> ACTIVITY
Read the lines of the data below and retrieve those with "super".

> INPUT MATERIAL
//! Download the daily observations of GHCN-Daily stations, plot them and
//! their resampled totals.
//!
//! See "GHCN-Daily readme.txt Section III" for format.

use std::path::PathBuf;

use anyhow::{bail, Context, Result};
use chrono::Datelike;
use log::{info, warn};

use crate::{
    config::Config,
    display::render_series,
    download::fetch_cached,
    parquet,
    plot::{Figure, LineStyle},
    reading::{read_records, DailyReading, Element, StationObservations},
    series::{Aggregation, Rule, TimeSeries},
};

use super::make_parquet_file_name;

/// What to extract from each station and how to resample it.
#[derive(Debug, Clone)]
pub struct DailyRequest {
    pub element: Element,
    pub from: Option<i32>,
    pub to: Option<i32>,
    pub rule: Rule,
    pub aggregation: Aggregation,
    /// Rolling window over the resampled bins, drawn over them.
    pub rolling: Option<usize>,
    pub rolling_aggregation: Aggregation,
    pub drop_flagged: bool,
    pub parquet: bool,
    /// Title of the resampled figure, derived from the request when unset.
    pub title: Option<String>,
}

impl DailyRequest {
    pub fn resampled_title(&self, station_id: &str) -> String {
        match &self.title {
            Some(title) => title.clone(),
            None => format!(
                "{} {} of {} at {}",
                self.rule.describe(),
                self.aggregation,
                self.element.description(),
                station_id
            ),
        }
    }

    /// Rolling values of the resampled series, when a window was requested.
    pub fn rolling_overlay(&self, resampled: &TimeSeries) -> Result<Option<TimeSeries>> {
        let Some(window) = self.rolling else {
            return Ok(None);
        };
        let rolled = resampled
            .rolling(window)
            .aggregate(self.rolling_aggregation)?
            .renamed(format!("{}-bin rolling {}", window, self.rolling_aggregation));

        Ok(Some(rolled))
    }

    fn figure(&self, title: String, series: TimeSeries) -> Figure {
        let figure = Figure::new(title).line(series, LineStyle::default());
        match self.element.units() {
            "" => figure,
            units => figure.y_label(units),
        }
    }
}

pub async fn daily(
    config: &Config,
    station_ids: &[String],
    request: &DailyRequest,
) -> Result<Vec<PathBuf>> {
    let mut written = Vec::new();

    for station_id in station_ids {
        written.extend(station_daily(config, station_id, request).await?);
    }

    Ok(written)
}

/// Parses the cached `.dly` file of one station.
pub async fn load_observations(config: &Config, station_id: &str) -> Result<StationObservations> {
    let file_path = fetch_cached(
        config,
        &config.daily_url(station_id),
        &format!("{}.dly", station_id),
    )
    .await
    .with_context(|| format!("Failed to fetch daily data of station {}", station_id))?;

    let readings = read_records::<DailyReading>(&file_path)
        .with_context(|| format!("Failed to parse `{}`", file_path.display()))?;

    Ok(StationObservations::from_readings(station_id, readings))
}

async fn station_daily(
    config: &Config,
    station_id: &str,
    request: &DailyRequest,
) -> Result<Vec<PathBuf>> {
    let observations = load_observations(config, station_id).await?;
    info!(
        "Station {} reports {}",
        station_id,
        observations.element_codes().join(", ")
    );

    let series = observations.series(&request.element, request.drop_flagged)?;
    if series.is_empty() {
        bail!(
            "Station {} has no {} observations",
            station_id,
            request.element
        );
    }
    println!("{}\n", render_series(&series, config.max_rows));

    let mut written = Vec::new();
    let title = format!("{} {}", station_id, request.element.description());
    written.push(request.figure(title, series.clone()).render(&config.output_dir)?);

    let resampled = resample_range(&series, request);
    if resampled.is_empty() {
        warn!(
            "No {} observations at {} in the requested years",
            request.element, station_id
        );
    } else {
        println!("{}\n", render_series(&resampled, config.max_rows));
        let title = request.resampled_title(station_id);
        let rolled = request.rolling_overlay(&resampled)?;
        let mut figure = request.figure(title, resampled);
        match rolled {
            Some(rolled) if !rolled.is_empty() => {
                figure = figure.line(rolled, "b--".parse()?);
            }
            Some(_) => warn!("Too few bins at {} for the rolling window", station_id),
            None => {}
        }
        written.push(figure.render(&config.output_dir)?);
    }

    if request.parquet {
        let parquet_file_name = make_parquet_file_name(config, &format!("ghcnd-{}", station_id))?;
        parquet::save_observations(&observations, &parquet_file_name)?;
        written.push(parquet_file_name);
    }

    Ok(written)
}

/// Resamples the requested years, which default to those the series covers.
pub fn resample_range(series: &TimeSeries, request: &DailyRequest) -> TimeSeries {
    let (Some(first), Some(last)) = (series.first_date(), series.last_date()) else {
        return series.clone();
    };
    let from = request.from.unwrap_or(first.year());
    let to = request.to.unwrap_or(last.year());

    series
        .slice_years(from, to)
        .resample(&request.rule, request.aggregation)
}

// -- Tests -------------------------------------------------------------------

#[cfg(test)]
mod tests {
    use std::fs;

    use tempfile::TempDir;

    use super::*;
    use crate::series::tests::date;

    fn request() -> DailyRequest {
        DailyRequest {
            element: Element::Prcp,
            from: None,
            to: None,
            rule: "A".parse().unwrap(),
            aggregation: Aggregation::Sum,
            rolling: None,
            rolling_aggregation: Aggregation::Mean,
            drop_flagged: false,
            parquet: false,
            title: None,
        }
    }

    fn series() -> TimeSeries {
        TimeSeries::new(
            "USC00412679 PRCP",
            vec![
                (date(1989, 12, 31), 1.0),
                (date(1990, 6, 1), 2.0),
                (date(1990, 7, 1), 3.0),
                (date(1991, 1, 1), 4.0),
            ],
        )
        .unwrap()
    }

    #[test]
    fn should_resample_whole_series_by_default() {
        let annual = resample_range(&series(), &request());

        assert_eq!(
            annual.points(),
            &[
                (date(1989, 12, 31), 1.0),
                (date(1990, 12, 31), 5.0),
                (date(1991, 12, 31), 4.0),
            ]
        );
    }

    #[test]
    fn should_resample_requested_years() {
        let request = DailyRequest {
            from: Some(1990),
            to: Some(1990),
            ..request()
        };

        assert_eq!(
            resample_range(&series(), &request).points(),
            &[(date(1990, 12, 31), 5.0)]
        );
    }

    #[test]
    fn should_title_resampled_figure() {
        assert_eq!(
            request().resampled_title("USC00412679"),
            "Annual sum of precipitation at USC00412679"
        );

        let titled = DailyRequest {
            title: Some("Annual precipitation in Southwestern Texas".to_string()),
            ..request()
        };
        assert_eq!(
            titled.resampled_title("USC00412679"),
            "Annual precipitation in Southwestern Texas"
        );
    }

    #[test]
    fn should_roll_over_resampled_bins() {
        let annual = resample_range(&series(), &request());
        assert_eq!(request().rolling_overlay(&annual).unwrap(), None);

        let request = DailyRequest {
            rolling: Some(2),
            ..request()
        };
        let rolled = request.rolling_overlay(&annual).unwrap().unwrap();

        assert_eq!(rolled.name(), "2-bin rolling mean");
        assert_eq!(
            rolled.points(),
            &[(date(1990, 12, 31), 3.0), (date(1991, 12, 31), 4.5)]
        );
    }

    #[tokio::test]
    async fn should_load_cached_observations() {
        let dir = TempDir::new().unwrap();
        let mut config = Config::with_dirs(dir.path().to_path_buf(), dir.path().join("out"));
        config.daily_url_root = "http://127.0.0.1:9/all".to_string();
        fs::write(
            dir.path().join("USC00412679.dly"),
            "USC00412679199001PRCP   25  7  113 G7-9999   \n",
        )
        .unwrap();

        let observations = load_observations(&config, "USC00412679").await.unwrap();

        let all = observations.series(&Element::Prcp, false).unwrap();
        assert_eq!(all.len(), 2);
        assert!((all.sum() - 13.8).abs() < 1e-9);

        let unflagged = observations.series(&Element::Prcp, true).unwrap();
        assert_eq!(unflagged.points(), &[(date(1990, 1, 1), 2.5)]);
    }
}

* * *

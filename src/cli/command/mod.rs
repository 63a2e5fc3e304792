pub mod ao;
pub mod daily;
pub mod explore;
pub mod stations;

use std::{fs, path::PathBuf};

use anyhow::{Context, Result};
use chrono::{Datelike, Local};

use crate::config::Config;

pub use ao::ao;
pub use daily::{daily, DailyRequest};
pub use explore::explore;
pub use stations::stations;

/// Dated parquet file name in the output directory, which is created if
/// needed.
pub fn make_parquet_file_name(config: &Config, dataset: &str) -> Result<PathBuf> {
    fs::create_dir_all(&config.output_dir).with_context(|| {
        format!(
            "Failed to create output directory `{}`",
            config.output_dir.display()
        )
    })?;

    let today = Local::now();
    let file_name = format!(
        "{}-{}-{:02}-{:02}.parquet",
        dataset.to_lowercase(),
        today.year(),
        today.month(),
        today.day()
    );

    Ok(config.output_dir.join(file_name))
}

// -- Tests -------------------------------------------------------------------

* * *

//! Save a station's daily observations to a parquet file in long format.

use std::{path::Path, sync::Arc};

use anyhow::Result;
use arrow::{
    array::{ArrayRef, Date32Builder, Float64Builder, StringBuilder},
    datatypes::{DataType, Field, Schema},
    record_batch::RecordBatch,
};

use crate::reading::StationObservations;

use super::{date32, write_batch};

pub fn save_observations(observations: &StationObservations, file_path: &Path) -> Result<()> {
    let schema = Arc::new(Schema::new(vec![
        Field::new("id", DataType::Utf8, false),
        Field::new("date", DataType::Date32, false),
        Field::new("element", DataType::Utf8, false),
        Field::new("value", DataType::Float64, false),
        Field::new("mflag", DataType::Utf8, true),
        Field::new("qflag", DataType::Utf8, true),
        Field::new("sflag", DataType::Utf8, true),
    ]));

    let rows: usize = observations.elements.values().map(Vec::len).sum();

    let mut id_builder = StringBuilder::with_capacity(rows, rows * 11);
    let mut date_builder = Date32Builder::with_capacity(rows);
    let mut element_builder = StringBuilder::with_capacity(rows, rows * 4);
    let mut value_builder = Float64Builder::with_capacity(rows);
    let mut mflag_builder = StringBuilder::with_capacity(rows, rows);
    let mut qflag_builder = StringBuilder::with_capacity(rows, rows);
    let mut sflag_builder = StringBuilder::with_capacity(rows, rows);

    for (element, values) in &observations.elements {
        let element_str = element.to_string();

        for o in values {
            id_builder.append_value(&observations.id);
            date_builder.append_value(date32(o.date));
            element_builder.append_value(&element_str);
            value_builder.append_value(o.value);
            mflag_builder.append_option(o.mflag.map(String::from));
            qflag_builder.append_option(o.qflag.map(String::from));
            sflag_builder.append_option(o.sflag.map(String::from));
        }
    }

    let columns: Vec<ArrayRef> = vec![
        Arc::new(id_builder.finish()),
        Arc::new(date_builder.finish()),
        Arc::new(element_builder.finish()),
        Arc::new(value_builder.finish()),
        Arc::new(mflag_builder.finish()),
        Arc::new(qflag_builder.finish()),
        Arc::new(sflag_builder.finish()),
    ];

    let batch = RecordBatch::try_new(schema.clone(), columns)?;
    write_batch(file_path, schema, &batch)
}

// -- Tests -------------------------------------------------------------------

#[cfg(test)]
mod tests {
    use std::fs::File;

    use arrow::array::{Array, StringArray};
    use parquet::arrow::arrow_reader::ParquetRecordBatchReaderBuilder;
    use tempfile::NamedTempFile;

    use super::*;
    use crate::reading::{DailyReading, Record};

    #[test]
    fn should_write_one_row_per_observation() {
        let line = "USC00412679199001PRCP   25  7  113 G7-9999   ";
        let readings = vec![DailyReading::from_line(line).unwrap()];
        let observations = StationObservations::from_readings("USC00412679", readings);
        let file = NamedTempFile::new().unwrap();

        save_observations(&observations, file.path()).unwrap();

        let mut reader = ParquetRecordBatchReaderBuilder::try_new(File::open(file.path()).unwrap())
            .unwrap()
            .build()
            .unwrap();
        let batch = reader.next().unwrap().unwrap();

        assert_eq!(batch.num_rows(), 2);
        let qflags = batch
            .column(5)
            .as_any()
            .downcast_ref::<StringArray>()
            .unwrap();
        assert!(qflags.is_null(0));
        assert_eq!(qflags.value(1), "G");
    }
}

> WRITTEN REPLY
use super::make_parquet_file_name;
    use super::*;
use super::{date32, write_batch};
    use super::*;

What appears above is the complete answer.